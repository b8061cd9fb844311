//! Extension points of the expression generation
//!
//! The generation of binding expressions combines two layers:
//!
//! * The [InstanceExpression] trait is implemented once per category of binding
//!   (constructor injection, provider function, bound instance, ...).
//!   It builds the expression evaluating directly to an instance of the bound type.
//! * The [BindingExpression] trait fulfills a request of a given kind for a binding.
//!   It is the entry point used by the rest of the code generation.
//!
//! Request kinds that only need the instance, or an immediately completed handle of it,
//! share a single [BindingExpression] implementation built on top of any
//! [InstanceExpression] (see [crate::SimpleInvocationExpression]).

use thiserror::Error;

use crate::binding::Binding;
use crate::code::CodeFragment;
use crate::expression::Expression;
use crate::request::RequestKind;
use crate::types::ClassName;

/// Build the expression of a direct instance of the bound type
pub trait InstanceExpression: Send + Sync {
    /// The binding handled by this strategy
    fn binding(&self) -> &Binding;

    /// Returns an expression that evaluates to an instance of the dependency.
    ///
    /// The requesting class is the generated struct that will contain the expression.
    fn instance_expression(&self, requesting_class: &ClassName) -> Expression;

    /// Explicit type parameter for the immediately completed handle, such as `::<T>`.
    ///
    /// Inference through `ready(expr)` fails when the instance expression itself relies on
    /// the expected type (`collect()`, `Default::default()`), strategies producing such
    /// expressions override this hook.
    fn explicit_type_parameter(&self, _requesting_class: &ClassName) -> CodeFragment {
        CodeFragment::empty()
    }
}

impl<S: InstanceExpression + ?Sized> InstanceExpression for Box<S> {
    fn binding(&self) -> &Binding {
        (**self).binding()
    }

    fn instance_expression(&self, requesting_class: &ClassName) -> Expression {
        (**self).instance_expression(requesting_class)
    }

    fn explicit_type_parameter(&self, requesting_class: &ClassName) -> CodeFragment {
        (**self).explicit_type_parameter(requesting_class)
    }
}

/// Fulfill a request of a given kind for a binding
pub trait BindingExpression {
    fn request_kind(&self) -> RequestKind;

    /// Returns an expression fulfilling the request from within the requesting class
    fn dependency_expression(&self, requesting_class: &ClassName) -> Expression;
}

/// Errors triggered while generating binding expressions
#[derive(Error, Debug, Clone, PartialEq, Eq)]
pub enum CodegenError {
    #[error("Unsupported request kind: {0} requests need a dedicated binding expression")]
    UnsupportedRequestKind(RequestKind),
    #[error("Invalid type `{ty}`: {reason}")]
    InvalidType { ty: String, reason: String },
    #[error("Could not tokenize `{code}`: {message}")]
    Tokenize { code: String, message: String },
    #[error("Generated code `{code}` is not an expression: {message}")]
    Syntax { code: String, message: String },
}
//! Request kinds: how a dependent consumes a bound value

use std::fmt;

use crate::resolve::CodegenError;

/// All the ways a dependency can be requested
#[derive(Clone, Copy, Debug, PartialEq, Eq, Hash, PartialOrd, Ord)]
pub enum RequestKind {
    /// The bound value itself: `T`
    Instance,
    /// A handle producing a value on each call
    Provider,
    /// A memoizing handle computing the value on first use
    Lazy,
    ProviderOfLazy,
    /// Injection of the fields of an existing instance
    MembersInjection,
    Producer,
    Produced,
    /// An asynchronous handle completing with the value
    Future,
}

impl RequestKind {
    pub const ALL: [RequestKind; 8] = [
        RequestKind::Instance,
        RequestKind::Provider,
        RequestKind::Lazy,
        RequestKind::ProviderOfLazy,
        RequestKind::MembersInjection,
        RequestKind::Producer,
        RequestKind::Produced,
        RequestKind::Future,
    ];

    /// Whether the request is fulfilled from the instance expression alone
    pub fn is_simple(self) -> bool {
        SimpleRequestKind::try_from(self).is_ok()
    }
}

impl fmt::Display for RequestKind {
    fn fmt(&self, f: &mut fmt::Formatter<'_>) -> fmt::Result {
        let name = match self {
            RequestKind::Instance => "instance",
            RequestKind::Provider => "provider",
            RequestKind::Lazy => "lazy",
            RequestKind::ProviderOfLazy => "provider of lazy",
            RequestKind::MembersInjection => "members injection",
            RequestKind::Producer => "producer",
            RequestKind::Produced => "produced",
            RequestKind::Future => "future",
        };
        f.write_str(name)
    }
}

/// The request kinds reduced to the instance or an immediately completed handle of it
#[derive(Clone, Copy, Debug, PartialEq, Eq, Hash)]
pub enum SimpleRequestKind {
    Instance,
    Future,
}

impl TryFrom<RequestKind> for SimpleRequestKind {
    type Error = CodegenError;

    fn try_from(kind: RequestKind) -> Result<Self, Self::Error> {
        match kind {
            RequestKind::Instance => Ok(SimpleRequestKind::Instance),
            RequestKind::Future => Ok(SimpleRequestKind::Future),
            RequestKind::Provider
            | RequestKind::Lazy
            | RequestKind::ProviderOfLazy
            | RequestKind::MembersInjection
            | RequestKind::Producer
            | RequestKind::Produced => Err(CodegenError::UnsupportedRequestKind(kind)),
        }
    }
}

impl From<SimpleRequestKind> for RequestKind {
    fn from(kind: SimpleRequestKind) -> Self {
        match kind {
            SimpleRequestKind::Instance => RequestKind::Instance,
            SimpleRequestKind::Future => RequestKind::Future,
        }
    }
}

impl fmt::Display for SimpleRequestKind {
    fn fmt(&self, f: &mut fmt::Formatter<'_>) -> fmt::Result {
        RequestKind::from(*self).fmt(f)
    }
}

· · · ·

→ **Exercise objective**
Return the material above unaltered. Include every line.

→ **Task result**
repository b8061cd9fb844311
//! Extension points of the expression generation
//!
//! The generation of binding expressions combines two layers:
//!
//! * The [InstanceExpression] trait is implemented once per category of binding
//!   (constructor injection, provider function, bound instance, ...).
//!   It builds the expression evaluating directly to an instance of the bound type.
//! * The [BindingExpression] trait fulfills a request of a given kind for a binding.
//!   It is the entry point used by the rest of the code generation.
//!
//! Request kinds that only need the instance, or an immediately completed handle of it,
//! share a single [BindingExpression] implementation built on top of any
//! [InstanceExpression] (see [crate::SimpleInvocationExpression]).

use thiserror::Error;

use crate::binding::Binding;
use crate::code::CodeFragment;
use crate::expression::Expression;
use crate::request::RequestKind;
use crate::types::ClassName;

/// Build the expression of a direct instance of the bound type
pub trait InstanceExpression: Send + Sync {
    /// The binding handled by this strategy
    fn binding(&self) -> &Binding;

    /// Returns an expression that evaluates to an instance of the dependency.
    ///
    /// The requesting class is the generated struct that will contain the expression.
    fn instance_expression(&self, requesting_class: &ClassName) -> Expression;

    /// Explicit type parameter for the immediately completed handle, such as `::<T>`.
    ///
    /// Inference through `ready(expr)` fails when the instance expression itself relies on
    /// the expected type (`collect()`, `Default::default()`), strategies producing such
    /// expressions override this hook.
    fn explicit_type_parameter(&self, _requesting_class: &ClassName) -> CodeFragment {
        CodeFragment::empty()
    }
}

impl<S: InstanceExpression + ?Sized> InstanceExpression for Box<S> {
    fn binding(&self) -> &Binding {
        (**self).binding()
    }

    fn instance_expression(&self, requesting_class: &ClassName) -> Expression {
        (**self).instance_expression(requesting_class)
    }

    fn explicit_type_parameter(&self, requesting_class: &ClassName) -> CodeFragment {
        (**self).explicit_type_parameter(requesting_class)
    }
}

/// Fulfill a request of a given kind for a binding
pub trait BindingExpression {
    fn request_kind(&self) -> RequestKind;

    /// Returns an expression fulfilling the request from within the requesting class
    fn dependency_expression(&self, requesting_class: &ClassName) -> Expression;
}

/// Errors triggered while generating binding expressions
#[derive(Error, Debug, Clone, PartialEq, Eq)]
pub enum CodegenError {
    #[error("Unsupported request kind: {0} requests need a dedicated binding expression")]
    UnsupportedRequestKind(RequestKind),
    #[error("Invalid type `{ty}`: {reason}")]
    InvalidType { ty: String, reason: String },
    #[error("Could not tokenize `{code}`: {message}")]
    Tokenize { code: String, message: String },
    #[error("Generated code `{code}` is not an expression: {message}")]
    Syntax { code: String, message: String },
}
//! Request kinds: how a dependent consumes a bound value

use std::fmt;

use crate::resolve::CodegenError;

/// All the ways a dependency can be requested
#[derive(Clone, Copy, Debug, PartialEq, Eq, Hash, PartialOrd, Ord)]
pub enum RequestKind {
    /// The bound value itself: `T`
    Instance,
    /// A handle producing a value on each call
    Provider,
    /// A memoizing handle computing the value on first use
    Lazy,
    ProviderOfLazy,
    /// Injection of the fields of an existing instance
    MembersInjection,
    Producer,
    Produced,
    /// An asynchronous handle completing with the value
    Future,
}

impl RequestKind {
    pub const ALL: [RequestKind; 8] = [
        RequestKind::Instance,
        RequestKind::Provider,
        RequestKind::Lazy,
        RequestKind::ProviderOfLazy,
        RequestKind::MembersInjection,
        RequestKind::Producer,
        RequestKind::Produced,
        RequestKind::Future,
    ];

    /// Whether the request is fulfilled from the instance expression alone
    pub fn is_simple(self) -> bool {
        SimpleRequestKind::try_from(self).is_ok()
    }
}

impl fmt::Display for RequestKind {
    fn fmt(&self, f: &mut fmt::Formatter<'_>) -> fmt::Result {
        let name = match self {
            RequestKind::Instance => "instance",
            RequestKind::Provider => "provider",
            RequestKind::Lazy => "lazy",
            RequestKind::ProviderOfLazy => "provider of lazy",
            RequestKind::MembersInjection => "members injection",
            RequestKind::Producer => "producer",
            RequestKind::Produced => "produced",
            RequestKind::Future => "future",
        };
        f.write_str(name)
    }
}

/// The request kinds reduced to the instance or an immediately completed handle of it
#[derive(Clone, Copy, Debug, PartialEq, Eq, Hash)]
pub enum SimpleRequestKind {
    Instance,
    Future,
}

impl TryFrom<RequestKind> for SimpleRequestKind {
    type Error = CodegenError;

    fn try_from(kind: RequestKind) -> Result<Self, Self::Error> {
        match kind {
            RequestKind::Instance => Ok(SimpleRequestKind::Instance),
            RequestKind::Future => Ok(SimpleRequestKind::Future),
            RequestKind::Provider
            | RequestKind::Lazy
            | RequestKind::ProviderOfLazy
            | RequestKind::MembersInjection
            | RequestKind::Producer
            | RequestKind::Produced => Err(CodegenError::UnsupportedRequestKind(kind)),
        }
    }
}

impl From<SimpleRequestKind> for RequestKind {
    fn from(kind: SimpleRequestKind) -> Self {
        match kind {
            SimpleRequestKind::Instance => RequestKind::Instance,
            SimpleRequestKind::Future => RequestKind::Future,
        }
    }
}

impl fmt::Display for SimpleRequestKind {
    fn fmt(&self, f: &mut fmt::Formatter<'_>) -> fmt::Result {
        RequestKind::from(*self).fmt(f)
    }
}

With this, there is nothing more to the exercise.